**Supplied records**:
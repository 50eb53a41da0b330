//! Built-in vertex and fragment stages.

use nalgebra::vector;

use super::{
    Fragment, FragmentInput, FragmentStage, ShaderContext, Varyings, VaryingTag, VertexStage,
};
use crate::color::Color;
use crate::error::ShaderError;
use crate::math::{from_homogeneous, to_direction, to_point, truncate, Vec2f, Vec3f, Vec4f};
use crate::texture::Texture;

/// Tinted albedo at `uv` as floats, the bare tint when no albedo is bound.
fn albedo(ctx: &ShaderContext, uv: Vec2f) -> Vec4f {
    let tint = ctx.materials.tint;
    match &ctx.materials.albedo {
        Some(texture) => texture.sample(uv).modulate(tint).to_float(),
        None => tint.to_float(),
    }
}

/// Multiplies the rgb part by `scale` (per channel), keeping alpha.
fn lit(color: Vec4f, scale: Vec3f) -> Vec4f {
    return vector![color.x * scale.x, color.y * scale.y, color.z * scale.z, color.w];
}

fn unit(v: Vec3f) -> Vec3f {
    return v.try_normalize(f32::EPSILON).unwrap_or(v);
}

/// World space position and normal of a vertex.
fn world_vertex(ctx: &ShaderContext, face: usize, slot: usize) -> (Vec3f, Vec3f) {
    let position = from_homogeneous(ctx.transforms.model * to_point(ctx.model.vertex(face, slot)));
    let normal = truncate(ctx.transforms.normal_matrix * to_direction(ctx.model.normal(face, slot)));
    return (position, unit(normal));
}

/// Transforms the vertex and hands normal, uv and world position to the fragment stage.
#[derive(Debug, Clone, Copy, Default)]
pub struct ScreenSpaceVertex;

impl VertexStage for ScreenSpaceVertex {
    fn vertex(
        &self,
        ctx: &ShaderContext,
        face: usize,
        slot: usize,
        varyings: &mut Varyings,
    ) -> Result<Vec4f, ShaderError> {
        let (world, normal) = world_vertex(ctx, face, slot);
        varyings.set(VaryingTag::NORMAL, slot, normal);
        varyings.set(VaryingTag::UV, slot, ctx.model.uv(face, slot));
        varyings.set(VaryingTag::WORLD_POSITION, slot, world);
        return Ok(ctx.transforms.mvp * to_point(ctx.model.vertex(face, slot)));
    }
}

/// Evaluates the diffuse term once per vertex.
#[derive(Debug, Clone, Copy, Default)]
pub struct GouraudVertex;

impl VertexStage for GouraudVertex {
    fn vertex(
        &self,
        ctx: &ShaderContext,
        face: usize,
        slot: usize,
        varyings: &mut Varyings,
    ) -> Result<Vec4f, ShaderError> {
        let (world, normal) = world_vertex(ctx, face, slot);
        let intensity = normal.dot(&ctx.light.direction_from(world)).max(0.0);
        varyings.set(VaryingTag::INTENSITY, slot, intensity);
        varyings.set(VaryingTag::UV, slot, ctx.model.uv(face, slot));
        return Ok(ctx.transforms.mvp * to_point(ctx.model.vertex(face, slot)));
    }
}

/// Same color for every pixel. Reads no varyings.
#[derive(Debug, Clone, Copy)]
pub struct FlatColor(pub Color);

impl FragmentStage for FlatColor {
    fn fragment(&self, _ctx: &ShaderContext, _input: &FragmentInput) -> Result<Fragment, ShaderError> {
        return Ok(Fragment::Keep(self.0.to_float()));
    }
}

#[derive(Debug, Clone, Copy, Default)]
pub struct Unlit;

impl FragmentStage for Unlit {
    fn fragment(&self, ctx: &ShaderContext, input: &FragmentInput) -> Result<Fragment, ShaderError> {
        let uv: Vec2f = input.varyings.interpolate(VaryingTag::UV, &input.interpolation)?;
        return Ok(Fragment::Keep(albedo(ctx, uv)));
    }
}

/// Interpolated normal and world position, shared by the per-pixel lighting stages.
fn surface(input: &FragmentInput) -> Result<(Vec3f, Vec3f), ShaderError> {
    let normal: Vec3f = input.varyings.interpolate(VaryingTag::NORMAL, &input.interpolation)?;
    let world: Vec3f = input
        .varyings
        .interpolate(VaryingTag::WORLD_POSITION, &input.interpolation)?;
    return Ok((unit(normal), world));
}

#[derive(Debug, Clone, Copy, Default)]
pub struct Lambert;

impl FragmentStage for Lambert {
    fn fragment(&self, ctx: &ShaderContext, input: &FragmentInput) -> Result<Fragment, ShaderError> {
        let uv: Vec2f = input.varyings.interpolate(VaryingTag::UV, &input.interpolation)?;
        let (normal, world) = surface(input)?;
        let diffuse = normal.dot(&ctx.light.direction_from(world)).max(0.0);
        return Ok(Fragment::Keep(lit(albedo(ctx, uv), ctx.light.color * diffuse)));
    }
}

/// Posterized diffuse: the intensity snaps down to one of `levels` bands.
#[derive(Debug, Clone, Copy)]
pub struct Toon {
    levels: u32,
    tint: Color,
}

impl Toon {
    /// At least one band is always used.
    pub fn new(levels: u32, tint: Color) -> Self {
        return Self {
            levels: levels.max(1),
            tint,
        };
    }
}

impl FragmentStage for Toon {
    fn fragment(&self, ctx: &ShaderContext, input: &FragmentInput) -> Result<Fragment, ShaderError> {
        let (normal, world) = surface(input)?;
        let diffuse = normal.dot(&ctx.light.direction_from(world)).clamp(0.0, 1.0);
        let levels = self.levels as f32;
        let banded = (diffuse * levels).floor() / levels;
        return Ok(Fragment::Keep(lit(self.tint.to_float(), ctx.light.color * banded)));
    }
}

/// Albedo scaled by the per-vertex intensity from `GouraudVertex`.
#[derive(Debug, Clone, Copy, Default)]
pub struct Gouraud;

impl FragmentStage for Gouraud {
    fn fragment(&self, ctx: &ShaderContext, input: &FragmentInput) -> Result<Fragment, ShaderError> {
        let uv: Vec2f = input.varyings.interpolate(VaryingTag::UV, &input.interpolation)?;
        let intensity: f32 = input
            .varyings
            .interpolate(VaryingTag::INTENSITY, &input.interpolation)?;
        return Ok(Fragment::Keep(lit(albedo(ctx, uv), ctx.light.color * intensity)));
    }
}

/// Blinn-Phong with the normal taken from a tangent space normal map.
///
/// The tangent frame is rebuilt for every triangle from the world positions and
/// uv coordinates of its vertices, then orthogonalized against the interpolated
/// normal. Without a normal map the interpolated normal is used as is, without a
/// specular map there is no specular term.
#[derive(Debug, Clone, Copy)]
pub struct NormalMapped {
    pub shininess: f32,
}

impl NormalMapped {
    fn mapped_normal(
        &self,
        normal_map: &Texture,
        input: &FragmentInput,
        normal: Vec3f,
        uv: Vec2f,
    ) -> Result<Vec3f, ShaderError> {
        let mut positions = [Vec3f::zeros(); 3];
        let mut uvs = [Vec2f::zeros(); 3];
        for slot in 0..3 {
            positions[slot] = input.varyings.vertex(VaryingTag::WORLD_POSITION, slot)?;
            uvs[slot] = input.varyings.vertex(VaryingTag::UV, slot)?;
        }
        let Some((tangent, bitangent)) = tangent_frame(positions, uvs, normal) else {
            return Ok(normal);
        };

        let texel = normal_map.sample(uv).to_float();
        let local = vector![texel.x, texel.y, texel.z] * 2.0 - Vec3f::repeat(1.0);
        return Ok(unit(tangent * local.x + bitangent * local.y + normal * local.z));
    }
}

/// Unit tangent and bitangent orthogonal to `normal`, `None` for degenerate uv mappings.
pub fn tangent_frame(positions: [Vec3f; 3], uvs: [Vec2f; 3], normal: Vec3f) -> Option<(Vec3f, Vec3f)> {
    let edge_1 = positions[1] - positions[0];
    let edge_2 = positions[2] - positions[0];
    let duv_1 = uvs[1] - uvs[0];
    let duv_2 = uvs[2] - uvs[0];
    let det = duv_1.x * duv_2.y - duv_2.x * duv_1.y;
    if det.abs() < 1e-12 {
        return None;
    }
    let tangent = (edge_1 * duv_2.y - edge_2 * duv_1.y) / det;
    let bitangent = (edge_2 * duv_1.x - edge_1 * duv_2.x) / det;

    // Gram-Schmidt against the shading normal.
    let tangent = (tangent - normal * normal.dot(&tangent)).try_normalize(1e-12)?;
    let mut ortho_bitangent = normal.cross(&tangent);
    if ortho_bitangent.dot(&bitangent) < 0.0 {
        // Mirrored uv mapping.
        ortho_bitangent = -ortho_bitangent;
    }
    return Some((tangent, ortho_bitangent));
}

impl FragmentStage for NormalMapped {
    fn fragment(&self, ctx: &ShaderContext, input: &FragmentInput) -> Result<Fragment, ShaderError> {
        let uv: Vec2f = input.varyings.interpolate(VaryingTag::UV, &input.interpolation)?;
        let (normal, world) = surface(input)?;
        let normal = match &ctx.materials.normal {
            Some(normal_map) => self.mapped_normal(normal_map, input, normal, uv)?,
            None => normal,
        };

        let to_light = ctx.light.direction_from(world);
        let to_eye = unit(ctx.eye - world);
        let diffuse = normal.dot(&to_light).max(0.0);
        let specular = match &ctx.materials.specular {
            Some(map) if diffuse > 0.0 => {
                let half = unit(to_light + to_eye);
                let strength = map.sample(uv).to_float().x;
                strength * normal.dot(&half).max(0.0).powf(self.shininess)
            }
            _ => 0.0,
        };

        let base = albedo(ctx, uv);
        let rgb = vector![base.x, base.y, base.z] * diffuse + Vec3f::repeat(specular);
        let color = ctx.light.color.component_mul(&rgb);
        return Ok(Fragment::Keep(vector![color.x, color.y, color.z, base.w]));
    }
}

**Instructions to follow**:
In the data above, find the line with "degenerate uv mappings." and the line with "impl FragmentStage for NormalMapped". Retype both, plus every line between them, exactly.

**Result of this exercise**:
/// Unit tangent and bitangent orthogonal to `normal`, `None` for degenerate uv mappings.
pub fn tangent_frame(positions: [Vec3f; 3], uvs: [Vec2f; 3], normal: Vec3f) -> Option<(Vec3f, Vec3f)> {
    let edge_1 = positions[1] - positions[0];
    let edge_2 = positions[2] - positions[0];
    let duv_1 = uvs[1] - uvs[0];
    let duv_2 = uvs[2] - uvs[0];
    let det = duv_1.x * duv_2.y - duv_2.x * duv_1.y;
    if det.abs() < 1e-12 {
        return None;
    }
    let tangent = (edge_1 * duv_2.y - edge_2 * duv_1.y) / det;
    let bitangent = (edge_2 * duv_1.x - edge_1 * duv_2.x) / det;

    // Gram-Schmidt against the shading normal.
    let tangent = (tangent - normal * normal.dot(&tangent)).try_normalize(1e-12)?;
    let mut ortho_bitangent = normal.cross(&tangent);
    if ortho_bitangent.dot(&bitangent) < 0.0 {
        // Mirrored uv mapping.
        ortho_bitangent = -ortho_bitangent;
    }
    return Some((tangent, ortho_bitangent));
}

impl FragmentStage for NormalMapped {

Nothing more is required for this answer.